Le site internet "intelligenceonline.fr" a révélé l’affaire. Dans cet article du 15 septembre, on apprend que des salariés de l’entité calédonienne du groupe Erys, société de gardiennage et de sécurité en charge du site industriel de Goro, sont signalés par le CNAPS, le conseil national des activités privées de sécurité. Les raisons de ce signalement : des cartes professionnelles expirées ou non valides.
Une enquête et un dépôt de plainte
Suite à ce signalement, une enquête préliminaire de la gendarmerie nationale est ouverte pour "faux, usage de faux et utilisation de faux documents". En parallèle, le Groupe Erys dépose plainte "pour tromperie et fausse déclaration". Contacté par voie numérique, Alexis Arif, le directeur exécutif du groupe Erys(3), souligne que "son entreprise ne peut être tenue responsable des infractions commises par ces individus". Et de rajouter que cet incident est dû à "deux personnes sans scrupules et dont la faute n’incombe qu’à elles-mêmes".
Le 25 août, soit un jour après l’audition d’autres agents employés, le CNAPS renouvelle à la filiale calédonienne l’autorisation d’exercer sur le site de Goro.

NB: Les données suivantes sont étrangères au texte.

// Geometry primitives used by obstacle detection.
// All clipping happens in the local frame of an oriented query box, where the
// box spans [-half_width, half_width] x [-half_height, half_height].

use serde::{Deserialize, Serialize};

pub(crate) const GEOM_EPS: f64 = 1e-9;

#[derive(Debug, Clone, Copy, PartialEq, Default, Serialize, Deserialize)]
pub struct Point {
    pub x: f64,
    pub y: f64,
}

impl Point {
    pub const fn new(x: f64, y: f64) -> Self {
        Self { x, y }
    }

    pub fn offset(self, dx: f64, dy: f64) -> Self {
        Self::new(self.x + dx, self.y + dy)
    }

    pub fn distance(self, other: Point) -> f64 {
        ((self.x - other.x).powi(2) + (self.y - other.y).powi(2)).sqrt()
    }
}

/// Axis-aligned rectangle, used for envelopes, index cells and the neatline.
#[derive(Debug, Clone, Copy, PartialEq, Serialize, Deserialize)]
pub struct Rect {
    pub min_x: f64,
    pub min_y: f64,
    pub max_x: f64,
    pub max_y: f64,
}

impl Rect {
    pub fn new(min_x: f64, min_y: f64, max_x: f64, max_y: f64) -> Self {
        Self {
            min_x: min_x.min(max_x),
            min_y: min_y.min(max_y),
            max_x: max_x.max(min_x),
            max_y: max_y.max(min_y),
        }
    }

    pub fn from_points<I>(points: I) -> Option<Self>
    where
        I: IntoIterator<Item = Point>,
    {
        let mut iter = points.into_iter();
        let first = iter.next()?;
        let mut rect = Rect::new(first.x, first.y, first.x, first.y);
        for p in iter {
            rect.min_x = rect.min_x.min(p.x);
            rect.min_y = rect.min_y.min(p.y);
            rect.max_x = rect.max_x.max(p.x);
            rect.max_y = rect.max_y.max(p.y);
        }
        Some(rect)
    }

    pub fn width(&self) -> f64 {
        self.max_x - self.min_x
    }

    pub fn height(&self) -> f64 {
        self.max_y - self.min_y
    }

    pub fn center(&self) -> Point {
        Point::new(
            (self.min_x + self.max_x) * 0.5,
            (self.min_y + self.max_y) * 0.5,
        )
    }

    /// Inclusive intersection test; touching rectangles intersect.
    pub fn intersects(&self, other: &Rect) -> bool {
        self.min_x <= other.max_x
            && other.min_x <= self.max_x
            && self.min_y <= other.max_y
            && other.min_y <= self.max_y
    }

    pub fn contains_rect(&self, other: &Rect) -> bool {
        other.min_x >= self.min_x
            && other.max_x <= self.max_x
            && other.min_y >= self.min_y
            && other.max_y <= self.max_y
    }

    pub fn inflate(&self, pad: f64) -> Rect {
        if pad <= 0.0 {
            return *self;
        }
        Rect {
            min_x: self.min_x - pad,
            min_y: self.min_y - pad,
            max_x: self.max_x + pad,
            max_y: self.max_y + pad,
        }
    }
}

/// Oriented rectangle: the footprint of a candidate label, possibly buffered.
#[derive(Debug, Clone, Copy, PartialEq, Serialize, Deserialize)]
pub struct QueryRect {
    center: Point,
    half_width: f64,
    half_height: f64,
    /// Counter-clockwise rotation in radians.
    angle: f64,
}

impl QueryRect {
    pub fn new(center: Point, half_width: f64, half_height: f64, angle: f64) -> Self {
        Self {
            center,
            half_width: half_width.max(0.0),
            half_height: half_height.max(0.0),
            angle,
        }
    }

    /// Builds the box whose (unrotated) lower-left corner sits at `lower_left`,
    /// rotated about that corner by `angle`.
    pub fn from_lower_left(lower_left: Point, width: f64, height: f64, angle: f64) -> Self {
        let (sin, cos) = angle.sin_cos();
        let hw = width * 0.5;
        let hh = height * 0.5;
        let center = lower_left.offset(hw * cos - hh * sin, hw * sin + hh * cos);
        Self::new(center, hw, hh, angle)
    }

    pub fn center(&self) -> Point {
        self.center
    }

    pub fn half_width(&self) -> f64 {
        self.half_width
    }

    pub fn half_height(&self) -> f64 {
        self.half_height
    }

    pub fn angle(&self) -> f64 {
        self.angle
    }

    pub fn axis_x(&self) -> Point {
        let (sin, cos) = self.angle.sin_cos();
        Point::new(cos, sin)
    }

    pub fn axis_y(&self) -> Point {
        let (sin, cos) = self.angle.sin_cos();
        Point::new(-sin, cos)
    }

    pub fn to_local(&self, p: Point) -> Point {
        let dx = p.x - self.center.x;
        let dy = p.y - self.center.y;
        let ax = self.axis_x();
        let ay = self.axis_y();
        Point::new(dx * ax.x + dy * ax.y, dx * ay.x + dy * ay.y)
    }

    pub fn to_world(&self, local: Point) -> Point {
        let ax = self.axis_x();
        let ay = self.axis_y();
        Point::new(
            self.center.x + local.x * ax.x + local.y * ay.x,
            self.center.y + local.x * ax.y + local.y * ay.y,
        )
    }

    /// Corners counter-clockwise starting at the local lower-left.
    pub fn corners(&self) -> [Point; 4] {
        let (hw, hh) = (self.half_width, self.half_height);
        [
            self.to_world(Point::new(-hw, -hh)),
            self.to_world(Point::new(hw, -hh)),
            self.to_world(Point::new(hw, hh)),
            self.to_world(Point::new(-hw, hh)),
        ]
    }

    pub fn lower_left(&self) -> Point {
        self.to_world(Point::new(-self.half_width, -self.half_height))
    }

    pub fn envelope(&self) -> Rect {
        // Four corners are never empty.
        Rect::from_points(self.corners()).unwrap_or(Rect::new(
            self.center.x,
            self.center.y,
            self.center.x,
            self.center.y,
        ))
    }

    /// The box in its own frame.
    pub fn local_box(&self) -> Rect {
        Rect::new(
            -self.half_width,
            -self.half_height,
            self.half_width,
            self.half_height,
        )
    }

    pub fn inflate(&self, pad: f64) -> QueryRect {
        if pad <= 0.0 {
            return *self;
        }
        QueryRect::new(
            self.center,
            self.half_width + pad,
            self.half_height + pad,
            self.angle,
        )
    }

    /// Moves the box along its own axes.
    pub fn translate_local(&self, dx: f64, dy: f64) -> QueryRect {
        QueryRect {
            center: self.to_world(Point::new(dx, dy)),
            ..*self
        }
    }

    pub fn same_rotation(&self, other: &QueryRect) -> bool {
        let diff = (self.angle - other.angle).rem_euclid(std::f64::consts::TAU);
        diff < 1e-9 || (std::f64::consts::TAU - diff) < 1e-9
    }

    /// Strict containment in the local frame; boundary points do not count.
    pub fn contains(&self, p: Point) -> bool {
        let local = self.to_local(p);
        local.x.abs() < self.half_width - GEOM_EPS && local.y.abs() < self.half_height - GEOM_EPS
    }
}

/// Sutherland-Hodgman clip of `polygon` against an axis-aligned window.
/// Works for concave subjects; the result may contain degenerate edges.
pub fn clip_polygon(polygon: &[Point], window: &Rect) -> Vec<Point> {
    let mut output: Vec<Point> = polygon.to_vec();
    let edges: [(fn(&Point, &Rect) -> bool, fn(Point, Point, &Rect) -> Point); 4] = [
        (|p, w| p.x >= w.min_x, |a, b, w| lerp_x(a, b, w.min_x)),
        (|p, w| p.x <= w.max_x, |a, b, w| lerp_x(a, b, w.max_x)),
        (|p, w| p.y >= w.min_y, |a, b, w| lerp_y(a, b, w.min_y)),
        (|p, w| p.y <= w.max_y, |a, b, w| lerp_y(a, b, w.max_y)),
    ];
    for (inside, cross) in edges {
        if output.is_empty() {
            break;
        }
        let input = std::mem::take(&mut output);
        let mut prev = input[input.len() - 1];
        for &cur in &input {
            let cur_in = inside(&cur, window);
            let prev_in = inside(&prev, window);
            if cur_in {
                if !prev_in {
                    output.push(cross(prev, cur, window));
                }
                output.push(cur);
            } else if prev_in {
                output.push(cross(prev, cur, window));
            }
            prev = cur;
        }
    }
    output
}

fn lerp_x(a: Point, b: Point, x: f64) -> Point {
    let t = if (b.x - a.x).abs() <= GEOM_EPS {
        0.0
    } else {
        (x - a.x) / (b.x - a.x)
    };
    Point::new(x, a.y + (b.y - a.y) * t)
}

fn lerp_y(a: Point, b: Point, y: f64) -> Point {
    let t = if (b.y - a.y).abs() <= GEOM_EPS {
        0.0
    } else {
        (y - a.y) / (b.y - a.y)
    };
    Point::new(a.x + (b.x - a.x) * t, y)
}

/// Liang-Barsky clip of segment `a`-`b` against an axis-aligned window.
pub fn clip_segment(a: Point, b: Point, window: &Rect) -> Option<(Point, Point)> {
    let dx = b.x - a.x;
    let dy = b.y - a.y;
    let mut t0 = 0.0_f64;
    let mut t1 = 1.0_f64;
    let checks = [
        (-dx, a.x - window.min_x),
        (dx, window.max_x - a.x),
        (-dy, a.y - window.min_y),
        (dy, window.max_y - a.y),
    ];
    for (p, q) in checks {
        if p.abs() <= GEOM_EPS {
            if q < 0.0 {
                return None;
            }
            continue;
        }
        let r = q / p;
        if p < 0.0 {
            if r > t1 {
                return None;
            }
            t0 = t0.max(r);
        } else {
            if r < t0 {
                return None;
            }
            t1 = t1.min(r);
        }
    }
    Some((
        Point::new(a.x + dx * t0, a.y + dy * t0),
        Point::new(a.x + dx * t1, a.y + dy * t1),
    ))
}

pub fn polygon_area(points: &[Point]) -> f64 {
    if points.len() < 3 {
        return 0.0;
    }
    let mut sum = 0.0;
    for i in 0..points.len() {
        let a = points[i];
        let b = points[(i + 1) % points.len()];
        sum += a.x * b.y - b.x * a.y;
    }
    sum * 0.5
}

pub fn polygon_centroid(points: &[Point]) -> Option<Point> {
    let area = polygon_area(points);
    if area.abs() <= GEOM_EPS {
        let n = points.len();
        if n == 0 {
            return None;
        }
        let sx: f64 = points.iter().map(|p| p.x).sum();
        let sy: f64 = points.iter().map(|p| p.y).sum();
        return Some(Point::new(sx / n as f64, sy / n as f64));
    }
    let mut cx = 0.0;
    let mut cy = 0.0;
    for i in 0..points.len() {
        let a = points[i];
        let b = points[(i + 1) % points.len()];
        let cross = a.x * b.y - b.x * a.y;
        cx += (a.x + b.x) * cross;
        cy += (a.y + b.y) * cross;
    }
    Some(Point::new(cx / (6.0 * area), cy / (6.0 * area)))
}

/// Even-odd point-in-polygon test.
pub fn point_in_polygon(p: Point, polygon: &[Point]) -> bool {
    let mut inside = false;
    let n = polygon.len();
    if n < 3 {
        return false;
    }
    let mut j = n - 1;
    for i in 0..n {
        let a = polygon[i];
        let b = polygon[j];
        if (a.y > p.y) != (b.y > p.y) && p.x < (b.x - a.x) * (p.y - a.y) / (b.y - a.y) + a.x {
            inside = !inside;
        }
        j = i;
    }
    inside
}

pub fn polyline_length(points: &[Point]) -> f64 {
    points.windows(2).map(|w| w[0].distance(w[1])).sum()
}

/// Shortest distance from `p` to any segment of the polyline.
pub fn distance_to_polyline(p: Point, points: &[Point]) -> f64 {
    match points {
        [] => f64::INFINITY,
        [only] => p.distance(*only),
        _ => points
            .windows(2)
            .map(|w| {
                let (a, b) = (w[0], w[1]);
                let (dx, dy) = (b.x - a.x, b.y - a.y);
                let len2 = dx * dx + dy * dy;
                let t = if len2 <= GEOM_EPS {
                    0.0
                } else {
                    (((p.x - a.x) * dx + (p.y - a.y) * dy) / len2).clamp(0.0, 1.0)
                };
                p.distance(Point::new(a.x + t * dx, a.y + t * dy))
            })
            .fold(f64::INFINITY, f64::min),
    }
}
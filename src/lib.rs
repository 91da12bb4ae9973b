pub mod config;
pub mod engine;
pub mod error;
pub mod geometry;
pub mod metrics;
pub mod model;
pub mod obstacle;
pub mod placement;
pub mod priority_queue;

pub use config::{PlacementConfig, StabilityPolicy, load_config};
pub use engine::{FrameReport, LabelEngine};
pub use error::{PlacementError, Result, ValidationFailure};
pub use obstacle::{ObstacleDetector, ObstacleFlags, ObstacleOverlapSummary};
pub use placement::{LabelRequest, PlacementState, PlacementStatus};
pub use priority_queue::{PriorityQueue, Ranked};
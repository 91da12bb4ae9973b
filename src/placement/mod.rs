//! Per-label placement bookkeeping.
//!
//! A [`LabelRequest`] owns a [`PlacementState`], which pairs the relaxation
//! ladder with the working copy of the label and the candidate history the
//! search has produced so far.

pub mod candidate;
pub mod ladder;
pub mod request;
pub mod state;

pub use candidate::{
    BookmarkKind, CandidateCursor, CandidatePosition, CandidatePositions, Justification,
    PointPosition,
};
pub use ladder::{BufferKind, LadderLimits, OverhangSequence, Relaxation, RelaxationLadder};
pub use request::{LabelRequest, PlacedLabel, PlacementStatus};
pub use state::{
    Anchor, FeatureState, FontReductionGuide, LeaderCandidate, PlacementState, WorkingTextObject,
};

Une autorisation qui peut surprendre puisque comme le rappelle, le procureur de la République de Nouméa, Yves Dupas, "l’enquête est toujours en cours. Elle fera l’objet dans les prochaines semaines d’une analyse du parquet de manière à vérifier si l’infraction d’emploi d’agent de sécurité sans carte professionnelles est, ou non, caractérisée."
Le haut-commissariat de la République explique quant à lui que "le CNAPS, le service français de police administrative n’a pas vocation à commenter un dossier en cours d’instruction".
Des ordres qui font polémique
L’affaire ne s’arrête pas là, des échanges confidentiels du Groupe Erys Sécurité NC, en témoignent. Lors des exactions commises sur le site industriel de Goro à la fin de l’année 2020, le groupe Erys fait appel à un renfort de 80 personnes. Des anciens militaires et légionnaires, en majorité. Lors de leur séjour en NC, leur supérieur leur communique ces ordres :
"À cet effet, vous allez profiter de vos patrouilles pour vous équiper. Pierres, gourdins, bâtons, etc. Matraques pour ceux qui en ont. Ce que je vous dis là n’est pas autorisé… Je pars du principe que vous êtes tous capables d’agir avec sang-froid et discernement, dans le cadre de la légitime défense… En tant que responsable de cette team, je préfère mille fois assumer d’aller en garde à vue et de justifier devant les juges mes décisions et les actes de mes hommes, plutôt que d’avoir un de vous au tas."
Un ancien agent dénonce
Contacté pour ce reportage, un ancien agent du groupe (qui souhaite conserver son anonymat), pointe du doigt son employeur. Selon lui, le groupe Erys, sous traitant de l’usine de Goro, a des choses à se reprocher.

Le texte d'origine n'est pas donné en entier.